Nevertheless, scientists have made great progress over the past few years in developing artificial nanomotors and Wang's review specifically summarizes the advances made with chemically powered catalytic nanowires. He describes the vision of applying them for demanding activities, and discusses the challenges facing the realization of such operations. In particular, he addresses several key questions related to the development
of synthetic nanomotors:
Can we transform the basic principles of biomotors for designing powerful man-made nanomachines?
Can artificial nanomotors compete with biological motors?
In what environments can they function? What fuels can they use?
Can synthetic nanomotors be powerful, versatile, and 'smart' enough to perform demanding tasks and complex self-regulating operations?
Can we integrate our nanoengines with more complex architectures, performing multiple functions?
In his review, Wang focuses on the self-propulsion of fuel-driven bimetallic catalytic nanowire motors and then goes on to discuss a path towards autonomous microsystems.

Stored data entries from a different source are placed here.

use crossterm::event::{Event, KeyCode};
use log::LevelFilter;
use ratatui::{prelude::*, widgets::WidgetRef};
use tui_logger::{TuiLoggerSmartWidget, TuiWidgetEvent, TuiWidgetState};

use crate::viz::util::event_keycode;

use super::Component;

/// Log pane fed by the `log` records the library emits
pub struct Logs {
    state: TuiWidgetState,
}

impl Logs {
    pub fn new() -> Self {
        Self {
            state: TuiWidgetState::new().set_default_display_level(LevelFilter::Info),
        }
    }
}

impl Default for Logs {
    fn default() -> Self {
        Self::new()
    }
}

/// Keys understood by the log pane
fn widget_event(key: KeyCode) -> Option<TuiWidgetEvent> {
    let event = match key {
        KeyCode::Char(' ') => TuiWidgetEvent::SpaceKey,
        KeyCode::Esc => TuiWidgetEvent::EscapeKey,
        KeyCode::PageUp => TuiWidgetEvent::PrevPageKey,
        KeyCode::PageDown => TuiWidgetEvent::NextPageKey,
        KeyCode::Up => TuiWidgetEvent::UpKey,
        KeyCode::Down => TuiWidgetEvent::DownKey,
        KeyCode::Left => TuiWidgetEvent::LeftKey,
        KeyCode::Right => TuiWidgetEvent::RightKey,
        KeyCode::Char('+' | '=') => TuiWidgetEvent::PlusKey,
        KeyCode::Char('-' | '_') => TuiWidgetEvent::MinusKey,
        KeyCode::Char('s') => TuiWidgetEvent::HideKey,
        KeyCode::Char('f') => TuiWidgetEvent::FocusKey,
        _ => return None,
    };
    Some(event)
}

impl WidgetRef for Logs {
    fn render_ref(&self, area: Rect, buf: &mut Buffer) {
        TuiLoggerSmartWidget::default()
            .style(Style::default().white())
            .style_error(Style::default().light_red())
            .style_warn(Style::default().light_yellow())
            .style_info(Style::default().cyan())
            .style_debug(Style::default().dark_gray())
            .output_separator(' ')
            .state(&self.state)
            .render(area, buf);
    }
}

impl Component for Logs {
    fn handle_ui_event(&mut self, event: &Event) -> bool {
        match event_keycode(event).and_then(widget_event) {
            Some(widget_event) => {
                self.state.transition(widget_event);
                true
            }
            None => false,
        }
    }
}
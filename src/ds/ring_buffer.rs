use std::ops::Index;

/// A bounded FIFO buffer that overwrites its oldest element once full
///
/// Elements are stored in a flat `Vec`; `next` is the slot the next push
/// writes to, which is also the oldest element once the buffer is full.
#[derive(Debug, Default, Clone)]
pub struct RingBuffer<T> {
    slots: Vec<T>,
    next: usize,
    capacity: usize,
}

impl<T> RingBuffer<T> {
    /// **Panics** if `capacity` is zero
    pub fn new(capacity: usize) -> Self {
        assert!(capacity > 0, "RingBuffer capacity must be nonzero");
        Self {
            slots: Vec::with_capacity(capacity),
            next: 0,
            capacity,
        }
    }

    pub fn len(&self) -> usize {
        self.slots.len()
    }

    pub fn is_empty(&self) -> bool {
        self.slots.is_empty()
    }

    pub fn is_full(&self) -> bool {
        self.slots.len() == self.capacity
    }

    pub fn capacity(&self) -> usize {
        self.capacity
    }

    /// Append an element, returning the one it evicted if the buffer was full
    pub fn push(&mut self, item: T) -> Option<T> {
        let slot = self.next;
        self.next = (slot + 1) % self.capacity;
        if self.is_full() {
            Some(std::mem::replace(&mut self.slots[slot], item))
        } else {
            self.slots.push(item);
            None
        }
    }

    /// Elements in storage order, which is not chronological once wrapped
    pub fn view(&self) -> &[T] {
        &self.slots
    }

    /// Iterate from the oldest element to the newest
    pub fn iter(&self) -> impl Iterator<Item = &T> {
        let split = if self.is_full() { self.next } else { 0 };
        let (newer, older) = self.slots.split_at(split);
        older.iter().chain(newer)
    }
}

impl<T> Index<usize> for RingBuffer<T> {
    type Output = T;

    /// Element at storage index `index`
    fn index(&self, index: usize) -> &Self::Output {
        &self.slots[index]
    }
}
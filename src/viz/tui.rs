use std::{
    io::{self, stdout, Stdout},
    panic,
    sync::Once,
};

use crossterm as ct;
use ct::{
    cursor::{Hide, Show},
    terminal::{disable_raw_mode, enable_raw_mode, EnterAlternateScreen, LeaveAlternateScreen},
};
use ratatui::{backend::CrosstermBackend, Terminal};

/// The terminal type used by every screen of the crate
pub type Tui = Terminal<CrosstermBackend<Stdout>>;

/// Switch to the alternate screen in raw mode
pub fn init() -> io::Result<Tui> {
    init_panic_hook();
    ct::execute!(stdout(), EnterAlternateScreen, Hide)?;
    enable_raw_mode()?;
    Terminal::new(CrosstermBackend::new(stdout()))
}

/// Restore the terminal to its original state
pub fn restore() -> io::Result<()> {
    disable_raw_mode()?;
    ct::execute!(stdout(), LeaveAlternateScreen, Show)?;
    Ok(())
}

/// Run `f` on an initialized terminal, restoring it afterwards even if `f` fails
pub fn with_terminal<T, E>(f: impl FnOnce(&mut Tui) -> Result<T, E>) -> Result<T, E>
where
    E: From<io::Error>,
{
    let mut terminal = init()?;
    let result = f(&mut terminal);
    restore()?;
    result
}

/// Restore the terminal before the default panic message is printed
fn init_panic_hook() {
    static HOOK: Once = Once::new();
    HOOK.call_once(|| {
        let original_hook = panic::take_hook();
        panic::set_hook(Box::new(move |panic_info| {
            let _ = restore();
            original_hook(panic_info);
        }));
    });
}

"The greatly improved velocity, motion control, cargo-towing force, and lifetime of modern catalytic nanomotors offer great promise for creating powerful onchip microsystems powered by autonomous transport" he says. "By transporting analytes or cargo without bulk fluid flow, such nanomotors may eliminate the need for external pump or power common to pressure-driven or electrokinetic flow-based microfluidic devices and may address the challenge of fluid transport in nanofluidic systems."
One of the major current limitations of chemically powered catalytic nanomotors is that scientists have managed to operate them only within a very narrow range of environments (low ionic strength aqueous solutions) and limited fuels (hydrogen peroxide, hydrazine). Wang says that this limitation currently precludes many potential applications of artificial nanomotors, particularly biomedical ones. He explains that extending the scope of synthetic nanomotors to diverse operations and wide range of environments would require the identification of new fuel sources and further improvement in the power and efficiency.
Notwithstanding all the impressive progress that has been made in this field, scientists have their work cut out for them – current man-made nanomachines are still primitive compared to their biological counterparts, leaving much room for improvement.
In particular, says Wang, artificial nanomotors lack the sophisticated functionality of biomotors and are limited to a very narrow range of environments and fuels. "Extending the scope of such motors to high ionic strength media is particularly crucial for realizing exciting biomedical opportunities. The energy-conversion efficiency of artificial nanomotors is significantly smaller (by orders of magnitude) than the energy transduction of biomotors. In addition, synthetic nanomotors require further increase in force and versatility, along with substantial size reduction."
Wang and his fellow nanomotorists are optimistic about the great promise offered by catalytic nanomotors: "In the not-so-distant future, we expect to see self-regulated nanomachines delivering drugs or destroying toxic pollutants, motion-based ultrasensitive biosensing of disease markers or chemical agents, or nanorobots cleaning out clogged arteries," he says. "These and other exciting future applications of man-made nanomachines will be limited only by our imagination."